By Lauren | January 8, 2008
While on vacation a few months ago, I stopped by the local library to use the Internet and check e-mail. There weren’t a lot of people in the library that day, so the librarians felt free to chat. (They only shush you if there’s a reason, believe it or not.) One of the librarians asked me what I did for a living. When I explained that I’m an attorney who specializes in business ethics, the two librarians started to laugh. One of them quipped, “business ethics? There’s no such thing!”
With due respect to the lady in question, I have to disagree. Americans have a strong sense of ethics, and they expect the businesses that serve them to act ethically when dealing with their customers. The recent uproar about lead paint in toys imported from China is just one example of the American public refusing to accept substandard merchandise provided by less-than-honest merchants. There are very specific regulations prohibiting the use of lead in children’s toys, and products that don’ t meet the standards are justifiably rejected by angry U.S. consumers. Marketing toys as being safe for kids when they clearly are not is unethical, and the American people know it. And so do American companies — when word got out that lead-contaminated toys were coming into the United States, the U.S. companies that imported those toys went public and recalled those toys immediately. It might have hurt their holiday sales, but those U.S. companies definitely boosted their credibility with their customers.
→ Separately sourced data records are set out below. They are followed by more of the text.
//! # Outbound send policy while disconnected.
//!
//! [`SendPolicy`] decides what happens to a `set` issued while the socket is
//! not open (connecting, awaiting retry, or idle).
//!
//! ```text
//! set(v) ──► state == Open ? ──yes──► send now
//!                   │
//!                   no
//!                   ├─► SendPolicy::Defer → keep as the single pending frame
//!                   │                       (replaces any earlier pending frame),
//!                   │                       flushed first thing after Open
//!                   └─► SendPolicy::Drop  → discard, publish SendDropped
//! ```
//!
//! The policy is fixed when the store is built and applies for its whole lifetime.

use crate::store::StoreMode;

/// What to do with an outbound frame when the socket is not open.
#[derive(Clone, Copy, Debug, PartialEq, Eq)]
pub enum SendPolicy {
    /// Keep the latest frame and send it once the connection opens.
    Defer,
    /// Discard the frame.
    Drop,
}

impl SendPolicy {
    /// Default policy for a store mode.
    ///
    /// - `ReadWrite` → [`SendPolicy::Defer`]: the user's last edit must survive a reconnect.
    /// - `Asymmetric` → [`SendPolicy::Drop`]: a stale command is meaningless after reconnect.
    /// - `ReadOnly` → [`SendPolicy::Drop`]: nothing is ever sent.
    pub fn for_mode(mode: StoreMode) -> Self {
        match mode {
            StoreMode::ReadWrite => SendPolicy::Defer,
            StoreMode::ReadOnly | StoreMode::Asymmetric => SendPolicy::Drop,
        }
    }
}

#[cfg(test)]
mod tests {
    use super::*;

    #[test]
    fn defaults_per_mode() {
        assert_eq!(SendPolicy::for_mode(StoreMode::ReadWrite), SendPolicy::Defer);
        assert_eq!(SendPolicy::for_mode(StoreMode::Asymmetric), SendPolicy::Drop);
        assert_eq!(SendPolicy::for_mode(StoreMode::ReadOnly), SendPolicy::Drop);
    }
}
There will always be scandals in business, because businesses are always going to be run by people and there will always be people who are dishonest, lazy, or greedy enough to think they can beat any system the government can put into place. Thankfully, those people are in the minority. What keeps them in business, though, are the consumers who like the cut-rate prices and slipshod services unethical companies offer. Regulators can only do so much — it’s up to the American people to withhold their business from unethical businesses.
The good news is that most companies are run by honest people who make a sincere effort to offer products and services that are of high quality and fair value. Those people need all the support we can give them to keep up the good work. Instead of throwing up our hands and cynically declaring that “there’s no such thing as business ethics,” wouldn’t it be better for American consumers to make an active effort to support companies that act ethically by buying their products and services first? The more profitable it is for a company to act ethically, the less likely it will be for the idea of “business ethics” to be an oxymoron.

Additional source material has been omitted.